- Work task -
Please find all lines in the data that hold the string "infrastructure" and copy them.

Segment Open

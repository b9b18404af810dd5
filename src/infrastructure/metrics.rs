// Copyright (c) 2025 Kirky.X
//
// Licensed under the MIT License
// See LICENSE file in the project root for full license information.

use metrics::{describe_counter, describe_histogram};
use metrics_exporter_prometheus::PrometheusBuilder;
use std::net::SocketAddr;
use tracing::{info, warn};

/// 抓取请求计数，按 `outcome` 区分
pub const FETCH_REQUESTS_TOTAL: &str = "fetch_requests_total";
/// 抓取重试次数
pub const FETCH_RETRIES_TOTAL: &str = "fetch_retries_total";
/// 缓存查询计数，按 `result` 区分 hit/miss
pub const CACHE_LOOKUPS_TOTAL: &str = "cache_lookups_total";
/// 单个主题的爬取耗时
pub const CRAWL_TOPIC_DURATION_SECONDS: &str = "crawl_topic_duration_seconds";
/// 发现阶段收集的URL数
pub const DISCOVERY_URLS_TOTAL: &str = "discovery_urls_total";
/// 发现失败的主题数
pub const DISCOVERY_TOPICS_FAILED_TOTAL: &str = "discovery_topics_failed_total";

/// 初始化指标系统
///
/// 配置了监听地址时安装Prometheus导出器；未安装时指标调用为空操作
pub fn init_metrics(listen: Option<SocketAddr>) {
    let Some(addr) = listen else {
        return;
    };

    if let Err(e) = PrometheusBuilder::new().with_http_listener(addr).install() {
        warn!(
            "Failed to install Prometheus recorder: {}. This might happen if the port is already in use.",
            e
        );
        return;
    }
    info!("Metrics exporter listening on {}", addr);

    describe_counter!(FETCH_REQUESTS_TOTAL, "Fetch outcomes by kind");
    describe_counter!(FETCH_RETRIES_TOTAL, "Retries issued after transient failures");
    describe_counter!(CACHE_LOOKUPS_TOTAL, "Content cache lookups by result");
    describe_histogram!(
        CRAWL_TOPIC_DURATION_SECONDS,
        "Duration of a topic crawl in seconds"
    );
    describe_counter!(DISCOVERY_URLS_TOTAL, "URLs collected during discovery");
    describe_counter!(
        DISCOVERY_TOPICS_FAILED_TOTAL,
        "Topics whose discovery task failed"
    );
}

Segment Closed
Segment Open

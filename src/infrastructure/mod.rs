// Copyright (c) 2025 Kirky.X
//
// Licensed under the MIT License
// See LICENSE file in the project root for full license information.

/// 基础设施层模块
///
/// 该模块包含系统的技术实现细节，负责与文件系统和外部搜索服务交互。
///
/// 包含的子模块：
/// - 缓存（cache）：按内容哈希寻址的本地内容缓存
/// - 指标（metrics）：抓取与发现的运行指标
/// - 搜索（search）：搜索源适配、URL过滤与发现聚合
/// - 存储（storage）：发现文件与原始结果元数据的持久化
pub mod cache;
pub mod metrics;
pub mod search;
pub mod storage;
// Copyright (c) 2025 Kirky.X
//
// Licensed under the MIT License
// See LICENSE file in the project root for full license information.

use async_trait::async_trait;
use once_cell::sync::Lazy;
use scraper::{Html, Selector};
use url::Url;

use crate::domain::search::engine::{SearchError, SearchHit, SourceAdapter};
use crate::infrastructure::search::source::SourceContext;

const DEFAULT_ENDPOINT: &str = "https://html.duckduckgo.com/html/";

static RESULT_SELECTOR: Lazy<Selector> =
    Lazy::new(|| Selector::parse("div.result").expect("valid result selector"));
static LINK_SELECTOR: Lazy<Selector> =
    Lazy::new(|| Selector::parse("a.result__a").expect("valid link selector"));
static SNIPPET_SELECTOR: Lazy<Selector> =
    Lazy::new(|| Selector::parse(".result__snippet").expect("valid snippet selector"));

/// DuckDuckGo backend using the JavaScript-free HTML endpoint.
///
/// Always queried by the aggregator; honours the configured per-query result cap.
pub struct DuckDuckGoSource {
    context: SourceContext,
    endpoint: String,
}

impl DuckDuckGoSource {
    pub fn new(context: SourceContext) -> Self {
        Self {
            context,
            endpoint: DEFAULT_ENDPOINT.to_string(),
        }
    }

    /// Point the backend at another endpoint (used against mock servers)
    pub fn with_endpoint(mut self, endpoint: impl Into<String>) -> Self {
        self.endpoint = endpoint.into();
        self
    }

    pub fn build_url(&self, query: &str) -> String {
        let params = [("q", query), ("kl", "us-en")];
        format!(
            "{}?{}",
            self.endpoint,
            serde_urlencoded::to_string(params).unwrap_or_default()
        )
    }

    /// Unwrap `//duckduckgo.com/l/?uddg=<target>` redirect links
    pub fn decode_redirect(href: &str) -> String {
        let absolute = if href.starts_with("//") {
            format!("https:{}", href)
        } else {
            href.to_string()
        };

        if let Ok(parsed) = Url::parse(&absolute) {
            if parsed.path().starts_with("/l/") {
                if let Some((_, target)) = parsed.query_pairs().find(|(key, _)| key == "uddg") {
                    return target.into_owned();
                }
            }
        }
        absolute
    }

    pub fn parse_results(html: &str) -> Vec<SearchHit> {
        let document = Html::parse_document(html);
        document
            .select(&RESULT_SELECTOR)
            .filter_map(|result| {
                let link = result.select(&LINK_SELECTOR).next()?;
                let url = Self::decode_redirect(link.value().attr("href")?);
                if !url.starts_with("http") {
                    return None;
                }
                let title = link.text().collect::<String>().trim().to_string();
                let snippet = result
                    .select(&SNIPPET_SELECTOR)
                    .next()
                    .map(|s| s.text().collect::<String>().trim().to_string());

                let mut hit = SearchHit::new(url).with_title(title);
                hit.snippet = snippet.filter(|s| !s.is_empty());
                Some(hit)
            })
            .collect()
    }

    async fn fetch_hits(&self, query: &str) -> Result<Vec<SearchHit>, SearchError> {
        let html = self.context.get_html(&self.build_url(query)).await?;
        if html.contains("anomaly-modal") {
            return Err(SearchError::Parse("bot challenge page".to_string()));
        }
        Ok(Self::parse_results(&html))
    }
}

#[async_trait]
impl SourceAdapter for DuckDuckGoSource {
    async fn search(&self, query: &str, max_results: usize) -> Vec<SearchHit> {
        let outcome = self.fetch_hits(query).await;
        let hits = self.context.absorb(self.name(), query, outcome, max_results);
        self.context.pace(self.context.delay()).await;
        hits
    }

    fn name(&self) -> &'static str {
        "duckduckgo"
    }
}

Segment Closed

- Answer to this exercise -
filename src/infrastructure/metrics.rs
filename src/infrastructure/mod.rs
use crate::infrastructure::search::source::SourceContext;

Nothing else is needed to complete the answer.